= Beginning of Section =

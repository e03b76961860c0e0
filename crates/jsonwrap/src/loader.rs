//! Load tree values from text or files.
//!
//! Input is tried as strict JSON first. If that fails it is parsed as YAML,
//! after the configured indentation token has been normalized to two spaces.
//! Only when both parsers reject the input is an error returned, carrying
//! both diagnostics.

use crate::error::{Result, WrapError};
use serde_json::{Map, Number, Value};
use std::borrow::Cow;
use std::io;
use std::path::Path;

/// The indentation YAML input is normalized to.
pub const YAML_INDENT: &str = "  ";

/// Options for [`parse_text`] and [`load_file`].
#[derive(Debug, Clone, PartialEq, Eq)]
pub struct ParseOptions {
    /// Indentation token used by YAML input (e.g. `"\t"` or `"    "`).
    /// Every occurrence is replaced with two spaces before the YAML pass.
    pub indent: String,
}

impl Default for ParseOptions {
    fn default() -> Self {
        Self {
            indent: YAML_INDENT.to_string(),
        }
    }
}

impl ParseOptions {
    pub fn with_indent(indent: impl Into<String>) -> Self {
        Self {
            indent: indent.into(),
        }
    }
}

/// Parse `text` as JSON, falling back to YAML. Merge keys (`<<: *anchor`)
/// in YAML input are resolved.
///
/// # Errors
///
/// Returns [`WrapError::Parse`] when the text is neither valid JSON nor
/// valid YAML.
///
/// # Examples
///
/// ```
/// use serde_json::json;
/// use jsonwrap::{parse_text, ParseOptions};
///
/// let opts = ParseOptions::default();
/// assert_eq!(parse_text(r#"{"a":1}"#, &opts).unwrap(), json!({"a": 1}));
/// assert_eq!(parse_text("a: 1", &opts).unwrap(), json!({"a": 1}));
/// assert!(parse_text("{not valid", &opts).is_err());
/// ```
pub fn parse_text(text: &str, options: &ParseOptions) -> Result<Value> {
    let json_err = match serde_json::from_str::<Value>(text) {
        Ok(value) => return Ok(value),
        Err(e) => e,
    };
    tracing::debug!(error = %json_err, "input is not JSON, falling back to YAML");

    let normalized = normalize_indent(text, &options.indent);
    let yaml = serde_yaml::from_str::<serde_yaml::Value>(&normalized).and_then(|mut yaml| {
        yaml.apply_merge()?;
        Ok(yaml)
    });
    match yaml {
        Ok(yaml) => Ok(yaml_to_json(yaml)),
        Err(yaml_err) => Err(WrapError::Parse {
            json: json_err.to_string(),
            yaml: yaml_err.to_string(),
        }),
    }
}

/// Read a UTF-8 file and [`parse_text`] its contents.
///
/// # Errors
///
/// - [`WrapError::FileNotFound`] if `path` does not exist
/// - [`WrapError::Io`] for any other read failure, including invalid UTF-8
/// - [`WrapError::Parse`] as for [`parse_text`]
pub fn load_file(path: impl AsRef<Path>, options: &ParseOptions) -> Result<Value> {
    let path = path.as_ref();
    tracing::debug!(path = %path.display(), "loading file");
    let text = std::fs::read_to_string(path).map_err(|source| match source.kind() {
        io::ErrorKind::NotFound => WrapError::FileNotFound {
            path: path.to_path_buf(),
        },
        _ => WrapError::Io {
            path: path.to_path_buf(),
            source,
        },
    })?;
    parse_text(&text, options)
}

/// An empty token would splice spaces between every character, so it is
/// treated like the default.
fn normalize_indent<'t>(text: &'t str, indent: &str) -> Cow<'t, str> {
    if indent.is_empty() || indent == YAML_INDENT {
        Cow::Borrowed(text)
    } else {
        Cow::Owned(text.replace(indent, YAML_INDENT))
    }
}

/// Convert a YAML document into the JSON tree model.
///
/// Mapping keys are stringified, tags are dropped in favour of the tagged
/// value, and non-finite floats become null.
fn yaml_to_json(yaml: serde_yaml::Value) -> Value {
    use serde_yaml::Value as Yaml;

    match yaml {
        Yaml::Null => Value::Null,
        Yaml::Bool(b) => Value::Bool(b),
        Yaml::Number(n) => yaml_number(&n),
        Yaml::String(s) => Value::String(s),
        Yaml::Sequence(items) => Value::Array(items.into_iter().map(yaml_to_json).collect()),
        Yaml::Mapping(mapping) => {
            let mut map = Map::with_capacity(mapping.len());
            for (key, value) in mapping {
                map.insert(mapping_key(key), yaml_to_json(value));
            }
            Value::Object(map)
        }
        Yaml::Tagged(tagged) => yaml_to_json(tagged.value),
    }
}

fn yaml_number(n: &serde_yaml::Number) -> Value {
    if let Some(i) = n.as_i64() {
        Value::from(i)
    } else if let Some(u) = n.as_u64() {
        Value::from(u)
    } else {
        n.as_f64()
            .and_then(Number::from_f64)
            .map_or(Value::Null, Value::Number)
    }
}

fn mapping_key(key: serde_yaml::Value) -> String {
    use serde_yaml::Value as Yaml;

    match key {
        Yaml::String(s) => s,
        Yaml::Null => "null".to_string(),
        Yaml::Bool(b) => b.to_string(),
        Yaml::Number(n) => n.to_string(),
        // Sequences, mappings and tagged keys: compact JSON of the key.
        complex => yaml_to_json(complex).to_string(),
    }
}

= End of Section =

Goal of the exercise ->
Your job is to reproduce the listing exactly.

Output of the task ->
repository e03b76961860c0e0
filename crates/jsonwrap/src/loader.rs
//! Load tree values from text or files.
//!
//! Input is tried as strict JSON first. If that fails it is parsed as YAML,
//! after the configured indentation token has been normalized to two spaces.
//! Only when both parsers reject the input is an error returned, carrying
//! both diagnostics.

use crate::error::{Result, WrapError};
use serde_json::{Map, Number, Value};
use std::borrow::Cow;
use std::io;
use std::path::Path;

/// The indentation YAML input is normalized to.
pub const YAML_INDENT: &str = "  ";

/// Options for [`parse_text`] and [`load_file`].
#[derive(Debug, Clone, PartialEq, Eq)]
pub struct ParseOptions {
    /// Indentation token used by YAML input (e.g. `"\t"` or `"    "`).
    /// Every occurrence is replaced with two spaces before the YAML pass.
    pub indent: String,
}

impl Default for ParseOptions {
    fn default() -> Self {
        Self {
            indent: YAML_INDENT.to_string(),
        }
    }
}

impl ParseOptions {
    pub fn with_indent(indent: impl Into<String>) -> Self {
        Self {
            indent: indent.into(),
        }
    }
}

/// Parse `text` as JSON, falling back to YAML. Merge keys (`<<: *anchor`)
/// in YAML input are resolved.
///
/// # Errors
///
/// Returns [`WrapError::Parse`] when the text is neither valid JSON nor
/// valid YAML.
///
/// # Examples
///
/// ```
/// use serde_json::json;
/// use jsonwrap::{parse_text, ParseOptions};
///
/// let opts = ParseOptions::default();
/// assert_eq!(parse_text(r#"{"a":1}"#, &opts).unwrap(), json!({"a": 1}));
/// assert_eq!(parse_text("a: 1", &opts).unwrap(), json!({"a": 1}));
/// assert!(parse_text("{not valid", &opts).is_err());
/// ```
pub fn parse_text(text: &str, options: &ParseOptions) -> Result<Value> {
    let json_err = match serde_json::from_str::<Value>(text) {
        Ok(value) => return Ok(value),
        Err(e) => e,
    };
    tracing::debug!(error = %json_err, "input is not JSON, falling back to YAML");

    let normalized = normalize_indent(text, &options.indent);
    let yaml = serde_yaml::from_str::<serde_yaml::Value>(&normalized).and_then(|mut yaml| {
        yaml.apply_merge()?;
        Ok(yaml)
    });
    match yaml {
        Ok(yaml) => Ok(yaml_to_json(yaml)),
        Err(yaml_err) => Err(WrapError::Parse {
            json: json_err.to_string(),
            yaml: yaml_err.to_string(),
        }),
    }
}

/// Read a UTF-8 file and [`parse_text`] its contents.
///
/// # Errors
///
/// - [`WrapError::FileNotFound`] if `path` does not exist
/// - [`WrapError::Io`] for any other read failure, including invalid UTF-8
/// - [`WrapError::Parse`] as for [`parse_text`]
pub fn load_file(path: impl AsRef<Path>, options: &ParseOptions) -> Result<Value> {
    let path = path.as_ref();
    tracing::debug!(path = %path.display(), "loading file");
    let text = std::fs::read_to_string(path).map_err(|source| match source.kind() {
        io::ErrorKind::NotFound => WrapError::FileNotFound {
            path: path.to_path_buf(),
        },
        _ => WrapError::Io {
            path: path.to_path_buf(),
            source,
        },
    })?;
    parse_text(&text, options)
}

/// An empty token would splice spaces between every character, so it is
/// treated like the default.
fn normalize_indent<'t>(text: &'t str, indent: &str) -> Cow<'t, str> {
    if indent.is_empty() || indent == YAML_INDENT {
        Cow::Borrowed(text)
    } else {
        Cow::Owned(text.replace(indent, YAML_INDENT))
    }
}

/// Convert a YAML document into the JSON tree model.
///
/// Mapping keys are stringified, tags are dropped in favour of the tagged
/// value, and non-finite floats become null.
fn yaml_to_json(yaml: serde_yaml::Value) -> Value {
    use serde_yaml::Value as Yaml;

    match yaml {
        Yaml::Null => Value::Null,
        Yaml::Bool(b) => Value::Bool(b),
        Yaml::Number(n) => yaml_number(&n),
        Yaml::String(s) => Value::String(s),
        Yaml::Sequence(items) => Value::Array(items.into_iter().map(yaml_to_json).collect()),
        Yaml::Mapping(mapping) => {
            let mut map = Map::with_capacity(mapping.len());
            for (key, value) in mapping {
                map.insert(mapping_key(key), yaml_to_json(value));
            }
            Value::Object(map)
        }
        Yaml::Tagged(tagged) => yaml_to_json(tagged.value),
    }
}

fn yaml_number(n: &serde_yaml::Number) -> Value {
    if let Some(i) = n.as_i64() {
        Value::from(i)
    } else if let Some(u) = n.as_u64() {
        Value::from(u)
    } else {
        n.as_f64()
            .and_then(Number::from_f64)
            .map_or(Value::Null, Value::Number)
    }
}

fn mapping_key(key: serde_yaml::Value) -> String {
    use serde_yaml::Value as Yaml;

    match key {
        Yaml::String(s) => s,
        Yaml::Null => "null".to_string(),
        Yaml::Bool(b) => b.to_string(),
        Yaml::Number(n) => n.to_string(),
        // Sequences, mappings and tagged keys: compact JSON of the key.
        complex => yaml_to_json(complex).to_string(),
    }
}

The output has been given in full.